*** RECORDS PROVIDED Section Begins ***

impl Owner {
    async fn run(mut self, mut commands: mpsc::Receiver<Command>, mut shutdown: Option<broadcast::Receiver<()>>) {
        let sweep_timer = time::sleep(self.cleanup_interval());
        tokio::pin!(sweep_timer);

        loop {
            tokio::select! {
                command = commands.recv() => {
                    let Some(command) = command else { break };
                    let interval = self.config.cleanup_interval_ms;
                    self.handle(command);
                    if self.config.cleanup_interval_ms != interval {
                        tracing::debug!(
                            cleanup_interval_ms = self.config.cleanup_interval_ms,
                            "Sweep timer re-armed"
                        );
                        sweep_timer.as_mut().reset(Instant::now() + self.cleanup_interval());
                    }
                }
                _ = &mut sweep_timer => {
                    self.sweep();
                    sweep_timer.as_mut().reset(Instant::now() + self.cleanup_interval());
                }
                _ = wait_for_shutdown(&mut shutdown) => {
                    tracing::info!("Connection manager received shutdown signal, exiting loop");
                    break;
                }
            }
        }

        tracing::debug!(connections = self.records.len(), "Connection manager stopped");
    }

    fn cleanup_interval(&self) -> Duration {
        Duration::from_millis(self.config.cleanup_interval_ms)
    }

    fn handle(&mut self, command: Command) {
        // A dropped reply receiver means the caller went away; the operation
        // still took effect.
        match command {
            Command::Register { key, options, reply } => {
                let _ = reply.send(self.register(key, options));
            }
            Command::Unregister { key, reply } => {
                self.unregister(key);
                let _ = reply.send(());
            }
            Command::Status { key, reply } => {
                let _ = reply.send(self.get(&key).cloned());
            }
            Command::Available { key, reply } => {
                let available = self.records.get(&key).is_some_and(ConnectionRecord::is_available);
                let _ = reply.send(available);
            }
            Command::Success { key, reply } => {
                let _ = reply.send(self.success(key));
            }
            Command::Failure { key, reason, reply } => {
                let _ = reply.send(self.failure(key, reason));
            }
            Command::Open { key, reason, expiry_ms, reply } => {
                let _ = reply.send(self.open(key, reason, expiry_ms));
            }
            Command::Close { key, reason, reply } => {
                let _ = reply.send(self.close(key, reason, false));
            }
            Command::Reset { key, reason, reply } => {
                let _ = reply.send(self.close(key, reason, true));
            }
            Command::Configure { key, options, reply } => {
                let _ = reply.send(self.configure(key, options));
            }
            Command::List { reply } => {
                let mut records: Vec<_> = self.records.values().cloned().collect();
                records.sort_by(|a, b| (&a.scope, &a.identifier).cmp(&(&b.scope, &b.identifier)));
                let _ = reply.send(records);
            }
            Command::Config { reply } => {
                let _ = reply.send(self.config.clone());
            }
            Command::Sweep { reply } => {
                let _ = reply.send(self.sweep());
            }
        }
    }

    fn get(&self, key: &ConnectionKey) -> BreakerResult<&ConnectionRecord> {
        self.records
            .get(key)
            .ok_or_else(|| BreakerError::NotFound(key.clone()))
    }

    fn get_mut(&mut self, key: &ConnectionKey) -> BreakerResult<&mut ConnectionRecord> {
        self.records
            .get_mut(key)
            .ok_or_else(|| BreakerError::NotFound(key.clone()))
    }

    fn register(&mut self, key: ConnectionKey, options: ConnectionOptions) -> BreakerResult<ConnectionRecord> {
        options.validate()?;
        if self.records.contains_key(&key) {
            return Err(BreakerError::AlreadyRegistered(key));
        }

        let record = ConnectionRecord::new(key.clone(), options, &self.config, self.clock.now_ms());
        record.check_expiry_bounds()?;

        tracing::info!(
            connection = %record.identifier,
            scope = ?record.scope,
            max_attempts = ?record.max_attempts,
            expiry_ms = record.expiry_ms,
            strategy = ?record.expiry_strategy,
            "Connection registered"
        );

        self.emit(
            EventType::Registration,
            &key,
            EventData::Registered {
                max_attempts: record.max_attempts,
                expiry_ms: record.expiry_ms,
                expiry_strategy: record.expiry_strategy,
            },
        );
        self.records.insert(key, record.clone());
        metrics::record_connection_count(self.records.len());

        Ok(record)
    }

    fn unregister(&mut self, key: ConnectionKey) {
        let Some(record) = self.records.remove(&key) else {
            tracing::debug!(connection = %key, "Unregister of unknown connection ignored");
            return;
        };

        tracing::info!(connection = %record.identifier, scope = ?record.scope, "Connection unregistered");
        self.emit(
            EventType::ConnectionUnregistered,
            &key,
            EventData::Removed {
                state: record.state,
                failure_count: record.failure_count,
                last_activity: record.last_activity(),
            },
        );
        metrics::record_connection_count(self.records.len());
    }

    fn success(&mut self, key: ConnectionKey) -> BreakerResult<()> {
        let now = self.clock.now_ms();
        let record = self.get_mut(&key)?;
        let outcome = record.record_success(now);
        let state = record.state;
        let failure_count = record.failure_count;

        match outcome {
            Outcome::Closed { from } => {
                tracing::info!(connection = %key, from = %from, "Circuit closed after successful probe");
                metrics::record_transition(CircuitState::Closed);
                self.emit(
                    EventType::CircuitClosed,
                    &key,
                    EventData::StateChanged {
                        previous: from,
                        new: state,
                        reason: None,
                        failure_count,
                        expiry_ms: None,
                    },
                );
            }
            _ => {
                tracing::trace!(connection = %key, state = %state, "Success recorded");
                self.emit(EventType::Success, &key, EventData::SuccessRecorded { state });
            }
        }
        Ok(())
    }

    fn failure(&mut self, key: ConnectionKey, reason: Option<String>) -> BreakerResult<()> {
        let now = self.clock.now_ms();
        let record = self.get_mut(&key)?;
        let outcome = record.record_failure(now, reason.as_deref());
        let failure_count = record.failure_count;
        let expiry_ms = record.expiry_ms;
        metrics::record_failure();

        match outcome {
            Outcome::Opened { from } => {
                tracing::warn!(
                    connection = %key,
                    from = %from,
                    failure_count,
                    expiry_ms,
                    reason = ?reason,
                    "Circuit opened"
                );
                metrics::record_transition(CircuitState::Open);
                self.emit(
                    EventType::CircuitOpened,
                    &key,
                    EventData::StateChanged {
                        previous: from,
                        new: CircuitState::Open,
                        reason,
                        failure_count,
                        expiry_ms: Some(expiry_ms),
                    },
                );
            }
            _ => {
                tracing::debug!(connection = %key, failure_count, reason = ?reason, "Failure recorded");
                self.emit(
                    EventType::Failure,
                    &key,
                    EventData::FailureRecorded {
                        reason,
                        count: failure_count,
                    },
                );
            }
        }
        Ok(())
    }

    fn open(&mut self, key: ConnectionKey, reason: Option<String>, expiry_ms: Option<u64>) -> BreakerResult<()> {
        let now = self.clock.now_ms();
        let record = self.get_mut(&key)?;
        let from = record.open(now, expiry_ms);
        let failure_count = record.failure_count;
        let expiry_ms = record.expiry_ms;

        tracing::warn!(connection = %key, from = %from, expiry_ms, reason = ?reason, "Circuit forced open");
        metrics::record_transition(CircuitState::Open);
        self.emit(
            EventType::CircuitOpened,
            &key,
            EventData::StateChanged {
                previous: from,
                new: CircuitState::Open,
                reason,
                failure_count,
                expiry_ms: Some(expiry_ms),
            },
        );
        Ok(())
    }

    fn close(&mut self, key: ConnectionKey, reason: Option<String>, reset: bool) -> BreakerResult<()> {
        let record = self.get_mut(&key)?;
        let from = if reset { record.reset() } else { record.close() };
        let failure_count = record.failure_count;

        let event_type = if reset {
            EventType::CircuitReset
        } else {
            EventType::CircuitClosed
        };

        tracing::info!(connection = %key, from = %from, reason = ?reason, event = %event_type, "Circuit forced closed");
        metrics::record_transition(CircuitState::Closed);
        self.emit(
            event_type,
            &key,
            EventData::StateChanged {
                previous: from,
                new: CircuitState::Closed,
                reason,
                failure_count,
                expiry_ms: None,
            },
        );
        Ok(())
    }

    fn configure(&mut self, key: Option<ConnectionKey>, options: ConfigureOptions) -> BreakerResult<()> {
        options.validate()?;

        let Some(key) = key else {
            options.apply_to(&mut self.config);
            tracing::info!(
                max_attempts = ?self.config.max_attempts,
                expiry_ms = self.config.expiry_ms,
                cleanup_interval_ms = self.config.cleanup_interval_ms,
                inactive_threshold_ms = self.config.inactive_threshold_ms,
                "Global configuration updated"
            );
            return Ok(());
        };

        let record = self.get_mut(&key)?;
        let mut updated = record.clone();
        updated.apply(&options);
        updated.check_expiry_bounds()?;
        *record = updated;
        let data = EventData::Configured {
            max_attempts: record.max_attempts,
            expiry_ms: record.expiry_ms,
            expiry_strategy: record.expiry_strategy,
        };

        tracing::info!(connection = %key, options = ?options, "Connection reconfigured");
        self.emit(EventType::ConnectionConfigured, &key, data);
        Ok(())
    }

    fn sweep(&mut self) -> SweepReport {
        let now = self.clock.now_ms();
        let actions = sweep::sweep(&mut self.records, now, self.config.inactive_threshold_ms);
        let report = SweepReport::from_actions(&actions);

        for action in actions {
            match action {
                SweepAction::Removed(record) => {
                    let key = record.key();
                    tracing::info!(
                        connection = %key,
                        idle_ms = now.saturating_sub(record.last_activity()),
                        "Inactive connection removed"
                    );
                    self.emit(
                        EventType::ConnectionRemoved,
                        &key,
                        EventData::Removed {
                            state: record.state,
                            failure_count: record.failure_count,
                            last_activity: record.last_activity(),
                        },
                    );
                }
                SweepAction::HalfOpened(key) => {
                    let failure_count = self.records.get(&key).map_or(0, |r| r.failure_count);
                    tracing::info!(connection = %key, "Circuit expired, half-open for probing");
                    metrics::record_transition(CircuitState::HalfOpen);
                    self.emit(
                        EventType::CircuitHalfOpened,
                        &key,
                        EventData::StateChanged {
                            previous: CircuitState::Open,
                            new: CircuitState::HalfOpen,
                            reason: None,
                            failure_count,
                            expiry_ms: None,
                        },
                    );
                }
            }
        }

        if report.removed > 0 {
            metrics::record_connection_count(self.records.len());
        }
        metrics::record_sweep(report.removed, report.half_opened);
        tracing::debug!(
            removed = report.removed,
            half_opened = report.half_opened,
            remaining = self.records.len(),
            "Sweep complete"
        );

        report
    }

    fn emit(&self, event_type: EventType, key: &ConnectionKey, data: EventData) {
        self.dispatcher
            .dispatch(event_type, key.identifier.clone(), key.scope.clone(), data);
    }
}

*** RECORDS PROVIDED Section Ends ***

▸ DIRECTIONS
From the entries above, list each line with "manager" in it.

▸ FINISHED EXERCISE
                    tracing::info!("Connection manager received shutdown signal, exiting loop");
        tracing::debug!(connections = self.records.len(), "Connection manager stopped");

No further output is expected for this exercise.